大阪の新型コロナ感染者、ピークの1割以下も 若者の減少顕著と朗報もなぜ?
新型コロナウイルスの感染「第5波」で、全国的に新規感染者が急速に減少している。大阪府内でも今月1日に1日当たり3千人超のピークを迎えたが、直近は1割以下の200人台の日も。緊急事態宣言に伴う人流の抑制や、高齢者を中心としたワクチン接種率の向上など複合的な要因が指摘されているが、不可解な事象もみられる。
府によると、1日当たりの新規感染者数は、4度目の緊急事態宣言が発令された8月2日の448人から今月1日に6・7倍の3004人に急増。3004人は第4波ピーク(1260人)の2・4倍にあたる。
ただ減少も速く、11日に1263人と第5波ピークの半分以下になり、21日は245人。22日は591人だった。
第5波の減少速度は府の予測を上回る。府は、6日までの7日間の感染者数の1日平均(2179人)を起点に、第4波(3月1日~6月20日)と同じ速度で感染者が減少した場合、今月21日に千数百人規模に落ち込むと試算。しかし実際は628・4人だった。

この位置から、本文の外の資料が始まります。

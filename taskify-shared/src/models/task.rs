/// Task model and database operations
///
/// This module provides the Task model representing cards on a project's
/// Kanban board. A task lives in exactly one column, identified by its
/// `status`, and holds a zero-based `order_index` within that column.
///
/// Column membership (`status`) and position (`order_index`) are owned by
/// the ordering engine (`crate::ordering`); nothing else may write those
/// two fields once a task exists.
///
/// # Schema
///
/// ```sql
/// CREATE TYPE task_status AS ENUM ('ToDo', 'InProgress', 'InReview', 'Done');
///
/// CREATE TABLE tasks (
///     id UUID PRIMARY KEY DEFAULT gen_random_uuid(),
///     project_id UUID NOT NULL REFERENCES projects(id) ON DELETE CASCADE,
///     title VARCHAR(255) NOT NULL,
///     description TEXT,
///     status task_status NOT NULL DEFAULT 'ToDo',
///     assigned_to UUID REFERENCES users(id) ON DELETE SET NULL,
///     order_index INTEGER NOT NULL DEFAULT 0,
///     created_at TIMESTAMPTZ NOT NULL DEFAULT NOW(),
///     updated_at TIMESTAMPTZ NOT NULL DEFAULT NOW()
/// );
/// ```
///
/// # Invariant
///
/// Within each `(project_id, status)` pair the `order_index` values form
/// exactly the contiguous range `0..count`, with no duplicates and no gaps.

use chrono::{DateTime, Utc};
use serde::{Deserialize, Serialize};
use sqlx::postgres::PgExecutor;
use sqlx::PgPool;
use uuid::Uuid;

/// Kanban column a task belongs to
///
/// The four columns are fixed; their declaration order is the board's
/// left-to-right display order (Postgres sorts enum values the same way).
#[derive(Debug, Clone, Copy, PartialEq, Eq, Hash, Serialize, Deserialize, sqlx::Type)]
#[sqlx(type_name = "task_status")]
pub enum TaskStatus {
    ToDo,
    InProgress,
    InReview,
    Done,
}

impl TaskStatus {
    /// Converts status to its wire/database label
    pub fn as_str(&self) -> &'static str {
        match self {
            TaskStatus::ToDo => "ToDo",
            TaskStatus::InProgress => "InProgress",
            TaskStatus::InReview => "InReview",
            TaskStatus::Done => "Done",
        }
    }
}

/// Task model representing a Kanban card
#[derive(Debug, Clone, Serialize, Deserialize, sqlx::FromRow)]
#[serde(rename_all = "camelCase")]
pub struct Task {
    /// Unique task ID
    pub id: Uuid,

    /// Project this task belongs to
    pub project_id: Uuid,

    /// Card title
    pub title: String,

    /// Optional long description
    pub description: Option<String>,

    /// Column the task is in
    pub status: TaskStatus,

    /// Assigned user (must be a member of the task's project)
    pub assigned_to: Option<Uuid>,

    /// Zero-based position within the column
    pub order_index: i32,

    /// When the task was created
    pub created_at: DateTime<Utc>,

    /// When the task was last updated
    pub updated_at: DateTime<Utc>,
}

/// Assignee summary embedded in task responses
#[derive(Debug, Clone, Serialize, Deserialize)]
#[serde(rename_all = "camelCase")]
pub struct Assignee {
    /// User ID
    pub id: Uuid,

    /// Display name
    pub name: String,

    /// Avatar image URL
    pub avatar_url: Option<String>,
}

/// Task together with its resolved assignee, as returned by the API
#[derive(Debug, Clone, Serialize)]
#[serde(rename_all = "camelCase")]
pub struct TaskWithAssignee {
    #[serde(flatten)]
    pub task: Task,

    #[serde(skip_serializing_if = "Option::is_none")]
    pub assignee: Option<Assignee>,
}

/// Input for creating a new task
///
/// The task is appended at the end of its column; the insert computes the
/// next free `order_index` so the column invariant holds from birth.
#[derive(Debug, Clone, Serialize, Deserialize)]
#[serde(rename_all = "camelCase")]
pub struct CreateTask {
    /// Project ID
    pub project_id: Uuid,

    /// Card title
    pub title: String,

    /// Optional description
    pub description: Option<String>,

    /// Column to create the task in
    pub status: TaskStatus,

    /// Optional assignee
    pub assigned_to: Option<Uuid>,
}

/// Partial update to a task
///
/// `None` means "leave the field alone"; the nested `Option` on
/// `description` and `assigned_to` distinguishes "set to null" from
/// "not mentioned".
#[derive(Debug, Clone, Default)]
pub struct TaskPatch {
    /// New title
    pub title: Option<String>,

    /// New description (`Some(None)` clears it)
    pub description: Option<Option<String>>,

    /// Target column
    pub status: Option<TaskStatus>,

    /// New assignee (`Some(None)` unassigns)
    pub assigned_to: Option<Option<Uuid>>,

    /// Requested position within the target column
    pub order_index: Option<i32>,
}

impl TaskPatch {
    /// True when the patch touches any non-ordering field
    pub fn has_field_changes(&self) -> bool {
        self.title.is_some() || self.description.is_some() || self.assigned_to.is_some()
    }
}

const TASK_COLUMNS: &str = "id, project_id, title, description, status, \
                            assigned_to, order_index, created_at, updated_at";

/// Flat row for task + assignee join queries
#[derive(sqlx::FromRow)]
struct TaskAssigneeRow {
    id: Uuid,
    project_id: Uuid,
    title: String,
    description: Option<String>,
    status: TaskStatus,
    assigned_to: Option<Uuid>,
    order_index: i32,
    created_at: DateTime<Utc>,
    updated_at: DateTime<Utc>,
    assignee_name: Option<String>,
    assignee_avatar_url: Option<String>,
}

impl From<TaskAssigneeRow> for TaskWithAssignee {
    fn from(row: TaskAssigneeRow) -> Self {
        let assignee = match (row.assigned_to, row.assignee_name) {
            (Some(id), Some(name)) => Some(Assignee {
                id,
                name,
                avatar_url: row.assignee_avatar_url,
            }),
            _ => None,
        };

        TaskWithAssignee {
            task: Task {
                id: row.id,
                project_id: row.project_id,
                title: row.title,
                description: row.description,
                status: row.status,
                assigned_to: row.assigned_to,
                order_index: row.order_index,
                created_at: row.created_at,
                updated_at: row.updated_at,
            },
            assignee,
        }
    }
}

impl Task {
    /// Creates a new task at the end of its column
    pub async fn create(pool: &PgPool, data: CreateTask) -> Result<Self, sqlx::Error> {
        let task = sqlx::query_as::<_, Task>(
            r#"
            INSERT INTO tasks (project_id, title, description, status, assigned_to, order_index)
            VALUES ($1, $2, $3, $4, $5,
                    (SELECT COUNT(*) FROM tasks WHERE project_id = $1 AND status = $4))
            RETURNING id, project_id, title, description, status,
                      assigned_to, order_index, created_at, updated_at
            "#,
        )
        .bind(data.project_id)
        .bind(data.title)
        .bind(data.description)
        .bind(data.status)
        .bind(data.assigned_to)
        .fetch_one(pool)
        .await?;

        Ok(task)
    }

    /// Finds a task by ID
    pub async fn find_by_id<'e, E>(executor: E, id: Uuid) -> Result<Option<Self>, sqlx::Error>
    where
        E: PgExecutor<'e>,
    {
        let task = sqlx::query_as::<_, Task>(&format!(
            "SELECT {TASK_COLUMNS} FROM tasks WHERE id = $1"
        ))
        .bind(id)
        .fetch_optional(executor)
        .await?;

        Ok(task)
    }

    /// Finds a task by ID with its assignee resolved
    pub async fn find_with_assignee(
        pool: &PgPool,
        id: Uuid,
    ) -> Result<Option<TaskWithAssignee>, sqlx::Error> {
        let row = sqlx::query_as::<_, TaskAssigneeRow>(
            r#"
            SELECT t.id, t.project_id, t.title, t.description, t.status,
                   t.assigned_to, t.order_index, t.created_at, t.updated_at,
                   u.name AS assignee_name, u.avatar_url AS assignee_avatar_url
            FROM tasks t
            LEFT JOIN users u ON u.id = t.assigned_to
            WHERE t.id = $1
            "#,
        )
        .bind(id)
        .fetch_optional(pool)
        .await?;

        Ok(row.map(TaskWithAssignee::from))
    }

    /// Lists all tasks of a project in Kanban display order
    ///
    /// Ordered by (status, order_index) so the board can be rendered in a
    /// single pass.
    pub async fn list_by_project(
        pool: &PgPool,
        project_id: Uuid,
    ) -> Result<Vec<TaskWithAssignee>, sqlx::Error> {
        let rows = sqlx::query_as::<_, TaskAssigneeRow>(
            r#"
            SELECT t.id, t.project_id, t.title, t.description, t.status,
                   t.assigned_to, t.order_index, t.created_at, t.updated_at,
                   u.name AS assignee_name, u.avatar_url AS assignee_avatar_url
            FROM tasks t
            LEFT JOIN users u ON u.id = t.assigned_to
            WHERE t.project_id = $1
            ORDER BY t.status ASC, t.order_index ASC
            "#,
        )
        .bind(project_id)
        .fetch_all(pool)
        .await?;

        Ok(rows.into_iter().map(TaskWithAssignee::from).collect())
    }

    /// Task IDs of one column, ordered by position
    pub async fn column_ids<'e, E>(
        executor: E,
        project_id: Uuid,
        status: TaskStatus,
    ) -> Result<Vec<Uuid>, sqlx::Error>
    where
        E: PgExecutor<'e>,
    {
        let ids: Vec<Uuid> = sqlx::query_scalar(
            r#"
            SELECT id FROM tasks
            WHERE project_id = $1 AND status = $2
            ORDER BY order_index ASC
            "#,
        )
        .bind(project_id)
        .bind(status)
        .fetch_all(executor)
        .await?;

        Ok(ids)
    }

    /// Task IDs of one column with one task left out, ordered by position
    pub async fn column_ids_excluding<'e, E>(
        executor: E,
        project_id: Uuid,
        status: TaskStatus,
        excluded: Uuid,
    ) -> Result<Vec<Uuid>, sqlx::Error>
    where
        E: PgExecutor<'e>,
    {
        let ids: Vec<Uuid> = sqlx::query_scalar(
            r#"
            SELECT id FROM tasks
            WHERE project_id = $1 AND status = $2 AND id <> $3
            ORDER BY order_index ASC
            "#,
        )
        .bind(project_id)
        .bind(status)
        .bind(excluded)
        .fetch_all(executor)
        .await?;

        Ok(ids)
    }

    /// Writes a single task's column position
    pub async fn set_order_index<'e, E>(
        executor: E,
        id: Uuid,
        order_index: i32,
    ) -> Result<(), sqlx::Error>
    where
        E: PgExecutor<'e>,
    {
        sqlx::query("UPDATE tasks SET order_index = $2, updated_at = NOW() WHERE id = $1")
            .bind(id)
            .bind(order_index)
            .execute(executor)
            .await?;

        Ok(())
    }

    /// Moves a task to another column at the given position
    ///
    /// Only the moved row itself; the surrounding renumbering is the
    /// ordering engine's job.
    pub async fn set_column<'e, E>(
        executor: E,
        id: Uuid,
        status: TaskStatus,
        order_index: i32,
    ) -> Result<(), sqlx::Error>
    where
        E: PgExecutor<'e>,
    {
        sqlx::query(
            "UPDATE tasks SET status = $2, order_index = $3, updated_at = NOW() WHERE id = $1",
        )
        .bind(id)
        .bind(status)
        .bind(order_index)
        .execute(executor)
        .await?;

        Ok(())
    }

    /// Applies the non-ordering fields of a patch (title, description, assignee)
    ///
    /// `status` and `order_index` are deliberately not handled here.
    pub async fn update_fields<'e, E>(
        executor: E,
        id: Uuid,
        patch: &TaskPatch,
    ) -> Result<Option<Self>, sqlx::Error>
    where
        E: PgExecutor<'e>,
    {
        let mut query = String::from("UPDATE tasks SET updated_at = NOW()");
        let mut bind_count = 1;

        if patch.title.is_some() {
            bind_count += 1;
            query.push_str(&format!(", title = ${}", bind_count));
        }
        if patch.description.is_some() {
            bind_count += 1;
            query.push_str(&format!(", description = ${}", bind_count));
        }
        if patch.assigned_to.is_some() {
            bind_count += 1;
            query.push_str(&format!(", assigned_to = ${}", bind_count));
        }

        query.push_str(&format!(" WHERE id = $1 RETURNING {TASK_COLUMNS}"));

        let mut q = sqlx::query_as::<_, Task>(&query).bind(id);

        if let Some(title) = &patch.title {
            q = q.bind(title.clone());
        }
        if let Some(description) = &patch.description {
            q = q.bind(description.clone());
        }
        if let Some(assigned_to) = &patch.assigned_to {
            q = q.bind(*assigned_to);
        }

        let task = q.fetch_optional(executor).await?;

        Ok(task)
    }
}

#[cfg(test)]
mod tests {
    use super::*;
    use serde_json::json;

    #[test]
    fn test_task_status_as_str() {
        assert_eq!(TaskStatus::ToDo.as_str(), "ToDo");
        assert_eq!(TaskStatus::InProgress.as_str(), "InProgress");
        assert_eq!(TaskStatus::InReview.as_str(), "InReview");
        assert_eq!(TaskStatus::Done.as_str(), "Done");
    }

    #[test]
    fn test_task_status_wire_format() {
        assert_eq!(serde_json::to_value(TaskStatus::InProgress).unwrap(), json!("InProgress"));
        let status: TaskStatus = serde_json::from_value(json!("Done")).unwrap();
        assert_eq!(status, TaskStatus::Done);
    }

    #[test]
    fn test_task_serializes_camel_case() {
        let task = Task {
            id: Uuid::nil(),
            project_id: Uuid::nil(),
            title: "Fix login".to_string(),
            description: None,
            status: TaskStatus::ToDo,
            assigned_to: None,
            order_index: 2,
            created_at: Utc::now(),
            updated_at: Utc::now(),
        };

        let value = serde_json::to_value(&task).unwrap();
        assert!(value.get("projectId").is_some());
        assert!(value.get("orderIndex").is_some());
        assert!(value.get("updatedAt").is_some());
        assert!(value.get("order_index").is_none());
    }

    #[test]
    fn test_task_patch_field_changes() {
        assert!(!TaskPatch::default().has_field_changes());

        let patch = TaskPatch {
            order_index: Some(3),
            ..Default::default()
        };
        assert!(!patch.has_field_changes());

        let patch = TaskPatch {
            assigned_to: Some(None),
            ..Default::default()
        };
        assert!(patch.has_field_changes());
    }

    #[test]
    fn test_task_with_assignee_flattens() {
        let with_assignee = TaskWithAssignee {
            task: Task {
                id: Uuid::nil(),
                project_id: Uuid::nil(),
                title: "T".to_string(),
                description: None,
                status: TaskStatus::Done,
                assigned_to: Some(Uuid::nil()),
                order_index: 0,
                created_at: Utc::now(),
                updated_at: Utc::now(),
            },
            assignee: Some(Assignee {
                id: Uuid::nil(),
                name: "Alex Chen".to_string(),
                avatar_url: None,
            }),
        };

        let value = serde_json::to_value(&with_assignee).unwrap();
        assert_eq!(value["title"], "T");
        assert_eq!(value["assignee"]["name"], "Alex Chen");
    }
}
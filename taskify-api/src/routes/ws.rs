/// WebSocket event relay
///
/// A connected client joins at most one project room at a time. On
/// `join:project` the server subscribes to that project's Redis channel
/// and forwards every published event to the socket verbatim; on
/// `leave:project` or disconnect the subscription is dropped.
///
/// Client control messages:
///
/// ```json
/// { "type": "join:project", "projectId": "..." }
/// { "type": "leave:project" }
/// ```

use std::pin::Pin;

use axum::{
    extract::{
        ws::{Message, WebSocket, WebSocketUpgrade},
        State,
    },
    response::Response,
};
use futures::{Stream, StreamExt};
use serde::Deserialize;
use uuid::Uuid;

use crate::app::AppState;

/// Control messages a client may send
#[derive(Debug, Deserialize)]
#[serde(tag = "type")]
enum ControlMessage {
    #[serde(rename = "join:project")]
    Join {
        #[serde(rename = "projectId")]
        project_id: Uuid,
    },

    #[serde(rename = "leave:project")]
    Leave,
}

type EventStream = Pin<Box<dyn Stream<Item = String> + Send>>;

/// GET /ws
pub async fn ws_handler(State(state): State<AppState>, ws: WebSocketUpgrade) -> Response {
    ws.on_upgrade(move |socket| handle_socket(socket, state))
}

async fn handle_socket(mut socket: WebSocket, state: AppState) {
    let mut subscription: Option<EventStream> = None;

    loop {
        tokio::select! {
            incoming = socket.recv() => {
                match incoming {
                    Some(Ok(Message::Text(text))) => {
                        match serde_json::from_str::<ControlMessage>(&text) {
                            Ok(ControlMessage::Join { project_id }) => {
                                match state.subscriber.subscribe(project_id).await {
                                    Ok(stream) => {
                                        tracing::debug!(%project_id, "socket joined project room");
                                        subscription = Some(Box::pin(stream));
                                    }
                                    Err(e) => {
                                        tracing::warn!(%project_id, error = %e, "join failed");
                                    }
                                }
                            }
                            Ok(ControlMessage::Leave) => {
                                subscription = None;
                            }
                            Err(e) => {
                                tracing::debug!(error = %e, "ignoring malformed control message");
                            }
                        }
                    }
                    Some(Ok(Message::Close(_))) | None => break,
                    Some(Ok(_)) => {}
                    Some(Err(e)) => {
                        tracing::debug!(error = %e, "socket receive error");
                        break;
                    }
                }
            }
            event = next_event(subscription.as_mut()) => {
                match event {
                    Some(payload) => {
                        if socket.send(Message::Text(payload)).await.is_err() {
                            break;
                        }
                    }
                    // Upstream subscription ended, drop it; the client may
                    // rejoin.
                    None => subscription = None,
                }
            }
        }
    }
}

/// Next event from the current subscription, or pending forever when the
/// socket hasn't joined a room
async fn next_event(subscription: Option<&mut EventStream>) -> Option<String> {
    match subscription {
        Some(stream) => stream.next().await,
        None => std::future::pending().await,
    }
}

#[cfg(test)]
mod tests {
    use super::*;

    #[test]
    fn test_control_message_join() {
        let msg: ControlMessage = serde_json::from_str(
            r#"{"type":"join:project","projectId":"00000000-0000-0000-0000-000000000000"}"#,
        )
        .unwrap();

        assert!(matches!(msg, ControlMessage::Join { project_id } if project_id == Uuid::nil()));
    }

    #[test]
    fn test_control_message_leave() {
        let msg: ControlMessage = serde_json::from_str(r#"{"type":"leave:project"}"#).unwrap();
        assert!(matches!(msg, ControlMessage::Leave));
    }

    #[test]
    fn test_unknown_control_message_rejected() {
        assert!(serde_json::from_str::<ControlMessage>(r#"{"type":"emit:task"}"#).is_err());
    }
}
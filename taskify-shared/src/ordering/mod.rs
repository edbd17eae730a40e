/// Kanban task ordering engine
///
/// This module owns the `status` and `order_index` fields of every task.
/// It keeps each column's `order_index` values contiguous (`0..count`, no
/// gaps, no duplicates) across reorders within a column and moves between
/// columns, and broadcasts the result to the owning project's subscribers.
///
/// # Modules
///
/// - `plan`: pure renumbering planner, no I/O, fully unit tested
/// - `engine`: validation, transactional apply, change notification
///
/// # Example
///
/// ```no_run
/// use taskify_shared::ordering::{OrderingEngine, TaskPatch};
/// use taskify_shared::models::task::TaskStatus;
/// use uuid::Uuid;
///
/// # async fn example(engine: OrderingEngine, task_id: Uuid) -> anyhow::Result<()> {
/// // Drag a card to the top of "In Progress".
/// let patch = TaskPatch {
///     status: Some(TaskStatus::InProgress),
///     order_index: Some(0),
///     ..Default::default()
/// };
///
/// let task = engine.update_task(task_id, patch).await?;
/// println!("{} is now at index {}", task.title, task.order_index);
/// # Ok(())
/// # }
/// ```

pub mod engine;
pub mod plan;

pub use engine::{OrderingEngine, TaskUpdateError};

// Re-exported so callers don't need to reach into models for the patch type.
pub use crate::models::task::TaskPatch;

吉村洋文知事は22日の記者会見で、感染者急減の理由について「いくつかの複合要素が重なっているのだろう」と指摘。人流の抑制やワクチン接種の効果、首都圏での医療逼迫(ひっぱく)の報道を受けて個人が対策を強化した可能性に言及した。
システム会社「アグープ」の人出データをもとにした府の分析によると、自粛要請が解除されていた3月1日~4月4日を100%とした大阪・梅田の人出は、府内全33市に蔓延(まんえん)防止等重点措置が適用された6月21日~8月1日に平均97・3%となり、難波も同様に94・6%と微減だった。
一方で、4度目の緊急事態宣言下の8月2日~9月8日は梅田が78・9%、難波は81・5%と約2割減少した。
府内のワクチン接種率をみると、今月20日時点で2回目接種を終えた65歳以上の割合は86・0%に上り、医療従事者を除く全年代でも45・2%と5割に迫る。
府が接種歴をもとに算出した全年代の人口10万人当たりの新規感染者数(8月16~29日)は、未接種者が645・0人。これに対し、2回接種後2週間以上経過した場合は21・3人と明らかな差が出ている。
ただ疑問も残る。ワクチン接種が十分に進んでいない20~30代で感染者の減少が著しいためだ。
20~30代の新規感染者数を7日間の1日平均でみると、8月26日に1104・14人とピークに達した後、40代以上の年代と比べていち早く減少が始まり、今月22日は206・57人まで減少した。40~50代のピークは今月1日の646人、60代以上は翌2日の176・29人だった。
吉村氏は「何らかのウイルス側の事情で、感染力をなくし、広がりが止まることもあり得るのだろうと推測している」と語った。